Publicado 03/10/2008 17:32
Numa bela cena de “Pelos Meus Olhos”, do espanhol Icíar Bolláin, Antonio (Luís Tosar) esbraveja contra a mulher Pilar (Laia Marull), por ela se entusiasmar com seu trabalho de guia de museu. Acusa-a de se excitar descrevendo a cena elaborada por Tiziano (1490/1576), em que o amante acaricia a amada. A libido se impõe, não porque Pilar assim o deseja, a forma como ele a trata é que a faz encontrarna descrição da obra renascentista uma saída para suas agruras. Os amantes, nus, sob uma árvore, ensejam a atração doentia que Antonio tem pela companheira, sem espelhar toda a verdade. Há muito do que ele diz, ao afirmar que ela atinge o orgasmo, mas a explicação é outra, porém. Pilar encontra no trabalho uma maneira de se afirmar como mulher, livre das correntes que o marido lhe impinge. E nisto se constitui a beleza do filme. Sem cair em intelectualismos, ele traduz os conflitos e os descaminhos da relação a dois e da posição, subalterna, da mulher, reduzida a bibelô de fim de noite pelo marido.

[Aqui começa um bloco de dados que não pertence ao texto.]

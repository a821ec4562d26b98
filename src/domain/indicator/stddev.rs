//! Standard Deviation indicator.
//!
//! Population standard deviation over n closing prices.
//! STDDEV(n)[i] = sqrt(sum((C[i-j] - SMA(n)[i])^2 for j in 0..n-1) / n)
//! Warmup: first (n-1) bars are invalid.

use crate::domain::indicator::{IndicatorSeries, IndicatorType};
use crate::domain::indicator_helpers::rolling_stddev;
use crate::domain::ohlcv::Bar;

pub const DEFAULT_PERIOD: usize = 20;

pub fn calculate_stddev(bars: &[Bar], period: usize) -> IndicatorSeries {
    let closes: Vec<Option<f64>> = bars.iter().map(|b| Some(b.close)).collect();
    IndicatorSeries::from_options(
        IndicatorType::Stddev(period),
        bars,
        rolling_stddev(&closes, period),
    )
}

#[cfg(test)]
mod tests {
    use super::*;
    use crate::domain::indicator::test_support::flat_bars;
    use approx::assert_relative_eq;

    #[test]
    fn stddev_warmup() {
        let bars = flat_bars(&[10.0, 20.0, 30.0, 40.0, 50.0]);
        let series = calculate_stddev(&bars, 3);

        assert!(!series.values[0].valid);
        assert!(!series.values[1].valid);
        assert!(series.values[2].valid);
    }

    #[test]
    fn stddev_constant_prices() {
        let series = calculate_stddev(&flat_bars(&[100.0; 5]), 3);
        for i in 2..5 {
            assert!(series.value(i).unwrap().abs() < 1e-6);
        }
    }

    #[test]
    fn stddev_known_values() {
        let bars = flat_bars(&[2.0, 4.0, 4.0, 4.0, 5.0, 5.0, 7.0, 9.0]);
        let series = calculate_stddev(&bars, 8);
        assert_relative_eq!(series.value(7).unwrap(), 2.0, epsilon = 1e-9);
    }

    #[test]
    fn stddev_sliding_window() {
        let bars = flat_bars(&[10.0, 20.0, 30.0, 40.0]);
        let series = calculate_stddev(&bars, 2);
        // each adjacent pair differs by 10 → population stddev 5
        for i in 1..4 {
            assert_relative_eq!(series.value(i).unwrap(), 5.0, epsilon = 1e-9);
        }
    }
}
//! Report output port trait.

use crate::domain::error::StrategistError;
use crate::domain::metrics::BacktestResult;
use crate::domain::rule_config::BacktestRequest;

pub trait ReportPort {
    fn write(
        &self,
        result: &BacktestResult,
        request: &BacktestRequest,
        output_path: &str,
    ) -> Result<(), StrategistError>;
}
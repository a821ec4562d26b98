//! Compiles a rule tree into an index-addressable predicate.
//!
//! # Semantics
//!
//! - A comparison with an undefined operand (indicator still warming up) is `false`.
//! - `<=` / `>=` are built as `strict OR equal`, never as a native comparison.
//! - `=` / `==` is exact floating-point equality.
//! - `crossesUp(L, R)` at `i` holds when `L[i-1] <= R[i-1]` and `L[i] > R[i]`;
//!   `crossesDown` mirrors it. Both are `false` at index 0.
//! - Groups fold left to right with no precedence. Child `k >= 1` joins the
//!   running result with its own declared combinator if it has one, otherwise
//!   with the group's. A nested group is folded completely before it joins.
//! - An empty group is `false` everywhere.

use crate::domain::error::StrategistError;
use crate::domain::indicator::engine::IndicatorEngine;
use crate::domain::indicator::IndicatorSeries;
use crate::domain::rule::{Combinator, CompareTarget, Comparison, RuleGroup, RuleNode};
use std::fmt;
use std::str::FromStr;
use std::sync::Arc;

#[derive(Debug, Clone, Copy, PartialEq, Eq)]
pub enum Operator {
    Less,
    Greater,
    LessOrEqual,
    GreaterOrEqual,
    Equal,
    CrossesUp,
    CrossesDown,
}

impl FromStr for Operator {
    type Err = StrategistError;

    fn from_str(s: &str) -> Result<Self, Self::Err> {
        let op = match s.trim() {
            "<" => Operator::Less,
            ">" => Operator::Greater,
            "<=" => Operator::LessOrEqual,
            ">=" => Operator::GreaterOrEqual,
            "=" | "==" => Operator::Equal,
            other if other.eq_ignore_ascii_case("crossesUp") => Operator::CrossesUp,
            other if other.eq_ignore_ascii_case("crossesDown") => Operator::CrossesDown,
            _ => {
                return Err(StrategistError::UnknownOperator {
                    operator: s.to_string(),
                });
            }
        };
        Ok(op)
    }
}

impl fmt::Display for Operator {
    fn fmt(&self, f: &mut fmt::Formatter<'_>) -> fmt::Result {
        let text = match self {
            Operator::Less => "<",
            Operator::Greater => ">",
            Operator::LessOrEqual => "<=",
            Operator::GreaterOrEqual => ">=",
            Operator::Equal => "=",
            Operator::CrossesUp => "crossesUp",
            Operator::CrossesDown => "crossesDown",
        };
        f.write_str(text)
    }
}

#[derive(Debug, Clone)]
pub enum Operand {
    Series(Arc<IndicatorSeries>),
    Constant(f64),
}

impl Operand {
    pub fn value(&self, index: usize) -> Option<f64> {
        match self {
            Operand::Series(series) => series.value(index),
            Operand::Constant(c) => Some(*c),
        }
    }
}

#[derive(Debug, Clone, Copy, PartialEq, Eq)]
pub enum Relation {
    Less,
    Greater,
    Equal,
}

#[derive(Debug, Clone)]
pub enum Predicate {
    Never,
    Compare {
        left: Operand,
        relation: Relation,
        right: Operand,
    },
    CrossUp {
        left: Operand,
        right: Operand,
    },
    CrossDown {
        left: Operand,
        right: Operand,
    },
    And(Box<Predicate>, Box<Predicate>),
    Or(Box<Predicate>, Box<Predicate>),
}

impl Predicate {
    pub fn is_satisfied(&self, index: usize) -> bool {
        match self {
            Predicate::Never => false,
            Predicate::Compare {
                left,
                relation,
                right,
            } => match (left.value(index), right.value(index)) {
                (Some(l), Some(r)) => match relation {
                    Relation::Less => l < r,
                    Relation::Greater => l > r,
                    Relation::Equal => l == r,
                },
                _ => false,
            },
            Predicate::CrossUp { left, right } => {
                crossed(left, right, index, |prev_l, prev_r, l, r| {
                    prev_l <= prev_r && l > r
                })
            }
            Predicate::CrossDown { left, right } => {
                crossed(left, right, index, |prev_l, prev_r, l, r| {
                    prev_l >= prev_r && l < r
                })
            }
            Predicate::And(a, b) => a.is_satisfied(index) && b.is_satisfied(index),
            Predicate::Or(a, b) => a.is_satisfied(index) || b.is_satisfied(index),
        }
    }

    fn combine(self, combinator: Combinator, other: Predicate) -> Predicate {
        match combinator {
            Combinator::And => Predicate::And(Box::new(self), Box::new(other)),
            Combinator::Or => Predicate::Or(Box::new(self), Box::new(other)),
        }
    }
}

fn crossed(
    left: &Operand,
    right: &Operand,
    index: usize,
    test: impl Fn(f64, f64, f64, f64) -> bool,
) -> bool {
    if index == 0 {
        return false;
    }
    let values = (
        left.value(index - 1),
        right.value(index - 1),
        left.value(index),
        right.value(index),
    );
    match values {
        (Some(prev_l), Some(prev_r), Some(l), Some(r)) => test(prev_l, prev_r, l, r),
        _ => false,
    }
}

/// Folds a group's children into one predicate.
pub fn compile_group(
    group: &RuleGroup,
    engine: &mut IndicatorEngine<'_>,
) -> Result<Predicate, StrategistError> {
    let mut children = group.children.iter();
    let Some(first) = children.next() else {
        return Ok(Predicate::Never);
    };

    let mut running = compile_node(&first.node, engine)?;
    for child in children {
        let predicate = compile_node(&child.node, engine)?;
        let combinator = child.combinator.unwrap_or(group.combinator);
        running = running.combine(combinator, predicate);
    }
    Ok(running)
}

pub fn compile_node(
    node: &RuleNode,
    engine: &mut IndicatorEngine<'_>,
) -> Result<Predicate, StrategistError> {
    match node {
        RuleNode::Comparison(comparison) => compile_comparison(comparison, engine),
        RuleNode::Group(group) => compile_group(group, engine),
    }
}

pub fn compile_comparison(
    comparison: &Comparison,
    engine: &mut IndicatorEngine<'_>,
) -> Result<Predicate, StrategistError> {
    let left = Operand::Series(engine.resolve(&comparison.indicator)?);
    let right = match &comparison.target {
        CompareTarget::Value(raw) => Operand::Constant(parse_value(raw)?),
        CompareTarget::Indicator(spec) => Operand::Series(engine.resolve(spec)?),
    };
    let operator: Operator = comparison.operator.parse()?;
    Ok(build(operator, left, right))
}

fn parse_value(raw: &str) -> Result<f64, StrategistError> {
    raw.trim()
        .parse::<f64>()
        .ok()
        .filter(|v| v.is_finite())
        .ok_or_else(|| StrategistError::InvalidRuleValue {
            value: raw.to_string(),
        })
}

fn build(operator: Operator, left: Operand, right: Operand) -> Predicate {
    let compare = |relation, left: &Operand, right: &Operand| Predicate::Compare {
        left: left.clone(),
        relation,
        right: right.clone(),
    };
    match operator {
        Operator::Less => compare(Relation::Less, &left, &right),
        Operator::Greater => compare(Relation::Greater, &left, &right),
        Operator::Equal => compare(Relation::Equal, &left, &right),
        Operator::LessOrEqual => Predicate::Or(
            Box::new(compare(Relation::Less, &left, &right)),
            Box::new(compare(Relation::Equal, &left, &right)),
        ),
        Operator::GreaterOrEqual => Predicate::Or(
            Box::new(compare(Relation::Greater, &left, &right)),
            Box::new(compare(Relation::Equal, &left, &right)),
        ),
        Operator::CrossesUp => Predicate::CrossUp { left, right },
        Operator::CrossesDown => Predicate::CrossDown { left, right },
    }
}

Enquanto Pilar reduzia sua vida a cuidar da casae do filho Juan, de oito anos, não encontrava com o que se identificar. No máximo explicava para o garoto as cenas das reproduções das obras renascentistas, publicadas em livros de arte. Conseguia, assim, elevar-se um pouco acima de sua subalternidade, sem trair seu conceito perante Antônio. Suspeitava que, se tivesse outros interesses senão a casa, o filho e ele, o marido, poderia ser repreendida. Não estando, nem por isto, livre de que ele o fizesse. Então, se trancava, fechando o livro tão logo ele chegasse. Uma espécie de Gata Borralheira, temendo ser descoberta. O tratamento que Antonio lhe dá, no entanto, é o que a fará se auto-liberar, numa estranha dialética das relações matrimoniais.

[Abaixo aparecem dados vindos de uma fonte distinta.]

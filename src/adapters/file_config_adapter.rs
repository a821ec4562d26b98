//! INI file configuration adapter.

use crate::domain::error::StrategistError;
use crate::ports::config_port::ConfigPort;
use configparser::ini::Ini;
use std::path::Path;

#[derive(Debug)]
pub struct FileConfigAdapter {
    config: Ini,
}

impl FileConfigAdapter {
    pub fn from_file<P: AsRef<Path>>(path: P) -> Result<Self, StrategistError> {
        let path = path.as_ref();
        let mut config = Ini::new();
        config
            .load(path)
            .map_err(|reason| StrategistError::ConfigParse {
                file: path.display().to_string(),
                reason,
            })?;
        Ok(Self { config })
    }

    pub fn from_string(content: &str) -> Result<Self, StrategistError> {
        let mut config = Ini::new();
        config
            .read(content.to_string())
            .map_err(|reason| StrategistError::ConfigParse {
                file: "<string>".to_string(),
                reason,
            })?;
        Ok(Self { config })
    }

    fn parse_bool(value: &str) -> Option<bool> {
        match value.trim().to_lowercase().as_str() {
            "true" | "yes" | "1" => Some(true),
            "false" | "no" | "0" => Some(false),
            _ => None,
        }
    }
}

impl ConfigPort for FileConfigAdapter {
    fn get_string(&self, section: &str, key: &str) -> Option<String> {
        self.config.get(section, key)
    }

    fn get_int(&self, section: &str, key: &str, default: i64) -> i64 {
        self.config
            .getint(section, key)
            .ok()
            .flatten()
            .unwrap_or(default)
    }

    fn get_double(&self, section: &str, key: &str, default: f64) -> f64 {
        self.config
            .getfloat(section, key)
            .ok()
            .flatten()
            .unwrap_or(default)
    }

    fn get_bool(&self, section: &str, key: &str, default: bool) -> bool {
        self.config
            .get(section, key)
            .as_deref()
            .and_then(Self::parse_bool)
            .unwrap_or(default)
    }
}
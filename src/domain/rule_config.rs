//! JSON shapes of rule trees and backtest requests.
//!
//! Two forms arrive from outside:
//! - the request form (`RulesConfig` / `RuleConfig`), where a node is a group
//!   when it carries a non-empty `rules` list and a comparison otherwise;
//! - the saved-strategy form (`SavedRuleNode`), where a node declares
//!   `type: "group" | "rule"` and a comparison sits under `rule`.
//!
//! Both convert into [`RuleGroup`]. Scalars are accepted as strings or bare
//! numbers, since editors send either.

use crate::domain::error::StrategistError;
use crate::domain::rule::{
    Combinator, CompareTarget, Comparison, IndicatorSpec, RuleChild, RuleGroup, RuleNode,
    RuleParam,
};
use serde::{Deserialize, Deserializer, Serialize};

#[derive(Debug, Clone, PartialEq, Serialize, Deserialize)]
pub struct ParamConfig {
    pub name: String,
    #[serde(deserialize_with = "scalar_string")]
    pub value: String,
}

#[derive(Debug, Clone, PartialEq, Default, Serialize, Deserialize)]
#[serde(rename_all = "camelCase")]
pub struct RulesConfig {
    #[serde(default, skip_serializing_if = "Option::is_none")]
    pub condition: Option<String>,
    #[serde(default, skip_serializing_if = "Option::is_none")]
    pub rules: Option<Vec<RuleConfig>>,
}

#[derive(Debug, Clone, PartialEq, Default, Serialize, Deserialize)]
#[serde(rename_all = "camelCase")]
pub struct RuleConfig {
    #[serde(default, skip_serializing_if = "Option::is_none")]
    pub indicator: Option<String>,
    #[serde(default, skip_serializing_if = "Option::is_none")]
    pub params: Option<Vec<ParamConfig>>,
    #[serde(default, skip_serializing_if = "Option::is_none")]
    pub operator: Option<String>,
    #[serde(default, skip_serializing_if = "Option::is_none")]
    pub compare_type: Option<String>,
    #[serde(
        default,
        deserialize_with = "optional_scalar_string",
        skip_serializing_if = "Option::is_none"
    )]
    pub value: Option<String>,
    #[serde(default, skip_serializing_if = "Option::is_none")]
    pub compare_indicator: Option<String>,
    #[serde(default, skip_serializing_if = "Option::is_none")]
    pub compare_params: Option<Vec<ParamConfig>>,
    #[serde(default, skip_serializing_if = "Option::is_none")]
    pub condition: Option<String>,
    #[serde(default, skip_serializing_if = "Option::is_none")]
    pub rules: Option<Vec<RuleConfig>>,
}

#[derive(Debug, Clone, PartialEq, Serialize, Deserialize)]
#[serde(rename_all = "camelCase")]
pub struct BacktestRequest {
    pub stock_symbol: String,
    pub range: String,
    pub interval: String,
    #[serde(default)]
    pub entry: Option<RulesConfig>,
    #[serde(default)]
    pub exit: Option<RulesConfig>,
}

#[derive(Debug, Clone, PartialEq, Default, Serialize, Deserialize)]
#[serde(rename_all = "camelCase")]
pub struct SavedStrategy {
    #[serde(default)]
    pub entry_rules: Option<SavedRuleGroup>,
    #[serde(default)]
    pub exit_rules: Option<SavedRuleGroup>,
}

#[derive(Debug, Clone, PartialEq, Default, Serialize, Deserialize)]
pub struct SavedRuleGroup {
    #[serde(default, skip_serializing_if = "Option::is_none")]
    pub condition: Option<String>,
    #[serde(default, skip_serializing_if = "Option::is_none")]
    pub rules: Option<Vec<SavedRuleNode>>,
}

#[derive(Debug, Clone, PartialEq, Default, Serialize, Deserialize)]
pub struct SavedRuleNode {
    #[serde(rename = "type", default, skip_serializing_if = "Option::is_none")]
    pub node_type: Option<String>,
    #[serde(default, skip_serializing_if = "Option::is_none")]
    pub condition: Option<String>,
    #[serde(default, skip_serializing_if = "Option::is_none")]
    pub rules: Option<Vec<SavedRuleNode>>,
    #[serde(default, skip_serializing_if = "Option::is_none")]
    pub rule: Option<RuleConfig>,
}

#[derive(Deserialize)]
#[serde(untagged)]
enum Scalar {
    Text(String),
    Number(serde_json::Number),
    Bool(bool),
}

impl From<Scalar> for String {
    fn from(scalar: Scalar) -> Self {
        match scalar {
            Scalar::Text(s) => s,
            Scalar::Number(n) => n.to_string(),
            Scalar::Bool(b) => b.to_string(),
        }
    }
}

fn scalar_string<'de, D: Deserializer<'de>>(deserializer: D) -> Result<String, D::Error> {
    Scalar::deserialize(deserializer).map(String::from)
}

fn optional_scalar_string<'de, D: Deserializer<'de>>(
    deserializer: D,
) -> Result<Option<String>, D::Error> {
    Ok(Option::<Scalar>::deserialize(deserializer)?.map(String::from))
}

fn to_params(params: &Option<Vec<ParamConfig>>) -> Vec<RuleParam> {
    params
        .iter()
        .flatten()
        .map(|p| RuleParam::new(p.name.clone(), p.value.clone()))
        .collect()
}

fn non_blank(text: &Option<String>) -> Option<&str> {
    text.as_deref().map(str::trim).filter(|s| !s.is_empty())
}

fn combinator_of(condition: &Option<String>) -> Option<Combinator> {
    condition.as_deref().and_then(Combinator::parse)
}

impl RulesConfig {
    /// Converts to the rule tree; a missing config is an empty group.
    pub fn to_group(config: Option<&RulesConfig>) -> Result<RuleGroup, StrategistError> {
        match config {
            Some(c) => RuleGroup::try_from(c),
            None => Ok(RuleGroup::default()),
        }
    }
}

impl TryFrom<&RulesConfig> for RuleGroup {
    type Error = StrategistError;

    fn try_from(config: &RulesConfig) -> Result<Self, Self::Error> {
        build_group(&config.condition, config.rules.as_deref().unwrap_or_default())
    }
}

fn build_group(condition: &Option<String>, rules: &[RuleConfig]) -> Result<RuleGroup, StrategistError> {
    let children = rules
        .iter()
        .map(RuleChild::try_from)
        .collect::<Result<Vec<_>, _>>()?;
    Ok(RuleGroup {
        combinator: combinator_of(condition).unwrap_or_default(),
        children,
    })
}

impl RuleConfig {
    pub fn is_group(&self) -> bool {
        self.rules.as_ref().is_some_and(|r| !r.is_empty())
    }
}

impl TryFrom<&RuleConfig> for RuleChild {
    type Error = StrategistError;

    fn try_from(config: &RuleConfig) -> Result<Self, Self::Error> {
        if config.is_group() {
            // The group's own condition folds its children; it does not
            // change how the group joins its parent.
            let group = build_group(&config.condition, config.rules.as_deref().unwrap_or_default())?;
            return Ok(RuleChild {
                node: RuleNode::Group(group),
                combinator: None,
            });
        }

        let comparison = Comparison::try_from(config)?;
        Ok(RuleChild {
            node: RuleNode::Comparison(comparison),
            combinator: combinator_of(&config.condition),
        })
    }
}

impl TryFrom<&RuleConfig> for Comparison {
    type Error = StrategistError;

    fn try_from(config: &RuleConfig) -> Result<Self, Self::Error> {
        let name = non_blank(&config.indicator).ok_or_else(|| StrategistError::RuleInvalid {
            reason: "rule has neither an indicator nor nested rules".to_string(),
        })?;
        let indicator = IndicatorSpec {
            name: name.to_string(),
            params: to_params(&config.params),
        };
        let operator = config.operator.clone().unwrap_or_default();

        let compare_type = match non_blank(&config.compare_type) {
            Some(t) => t.to_ascii_lowercase(),
            None if non_blank(&config.compare_indicator).is_some() => "indicator".to_string(),
            None => "value".to_string(),
        };

        let target = match compare_type.as_str() {
            "value" => CompareTarget::Value(config.value.clone().unwrap_or_default()),
            "indicator" => {
                let other = non_blank(&config.compare_indicator).ok_or_else(|| {
                    StrategistError::RuleInvalid {
                        reason: format!("{name}: indicator comparison without compareIndicator"),
                    }
                })?;
                CompareTarget::Indicator(IndicatorSpec {
                    name: other.to_string(),
                    params: to_params(&config.compare_params),
                })
            }
            other => {
                return Err(StrategistError::RuleInvalid {
                    reason: format!("unknown compareType '{other}'"),
                });
            }
        };

        Ok(Comparison {
            indicator,
            operator,
            target,
        })
    }
}

impl From<&SavedRuleGroup> for RulesConfig {
    fn from(group: &SavedRuleGroup) -> Self {
        RulesConfig {
            condition: group.condition.clone(),
            rules: group
                .rules
                .as_ref()
                .map(|nodes| nodes.iter().map(RuleConfig::from).collect()),
        }
    }
}

impl From<&SavedRuleNode> for RuleConfig {
    fn from(node: &SavedRuleNode) -> Self {
        if node.node_type.as_deref() == Some("group") {
            return RuleConfig {
                condition: node.condition.clone(),
                rules: node
                    .rules
                    .as_ref()
                    .map(|nodes| nodes.iter().map(RuleConfig::from).collect()),
                ..RuleConfig::default()
            };
        }

        let body = node.rule.clone().unwrap_or_default();
        RuleConfig {
            condition: node.condition.clone(),
            rules: None,
            ..body
        }
    }
}

impl SavedStrategy {
    pub fn from_json(json: &str) -> Result<Self, StrategistError> {
        Ok(serde_json::from_str(json)?)
    }

    pub fn entry_config(&self) -> Option<RulesConfig> {
        self.entry_rules.as_ref().map(RulesConfig::from)
    }

    pub fn exit_config(&self) -> Option<RulesConfig> {
        self.exit_rules.as_ref().map(RulesConfig::from)
    }
}

impl BacktestRequest {
    pub fn from_json(json: &str) -> Result<Self, StrategistError> {
        Ok(serde_json::from_str(json)?)
    }
}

Pilar se submete aos maus tratos sem reagir
Antonio, obcecado, colérico, enxerga fantasmas por todos os cantos. Telefona para a mulher o dia todo. Não lhe dá trégua. Controla-a do momento que sai de casa, pela manhã, até quando regressa, sem lhe trazer carinho algum. Quando muito um atrapalhado afago ou uma conversa entrecortada, que ela teme responder para não irritá-lo. O marido funciona aqui como senhor feudal, a quem cabe ordenar o que a mulher deve ou não dizer, sentir ou não sentir, dispondo dela no momento que quiser. Pilar se submete a isto tudo, sem queixar-se, ainda que seu olhar triste, seu rosto contraído, assustado, diga o contrário. As seqüências se repetem, numa insistência do diretor para não deixar o espectador desconfiar que o filme poderá ir em outra direção, senão o de mostrar a repressão exercida por Antonio sobre Pilar.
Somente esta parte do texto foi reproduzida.